▶ _EXERCISE INSTRUCTIONS_: How many lines of the data hold the word "AdmissionGate"? State the number and nothing else.

▶ _EXCERPTED RECORDS_:
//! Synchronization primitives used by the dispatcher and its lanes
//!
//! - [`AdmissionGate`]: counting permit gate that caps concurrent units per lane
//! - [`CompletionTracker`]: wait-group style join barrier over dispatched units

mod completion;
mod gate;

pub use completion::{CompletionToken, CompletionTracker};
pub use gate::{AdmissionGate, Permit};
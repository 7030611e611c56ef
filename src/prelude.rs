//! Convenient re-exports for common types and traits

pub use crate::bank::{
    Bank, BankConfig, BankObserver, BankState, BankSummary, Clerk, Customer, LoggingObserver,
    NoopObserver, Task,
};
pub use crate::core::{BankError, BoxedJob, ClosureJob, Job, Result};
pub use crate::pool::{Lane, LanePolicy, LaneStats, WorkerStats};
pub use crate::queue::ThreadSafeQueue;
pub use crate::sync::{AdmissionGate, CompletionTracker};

▶ _OUTPUT BELOW_: 3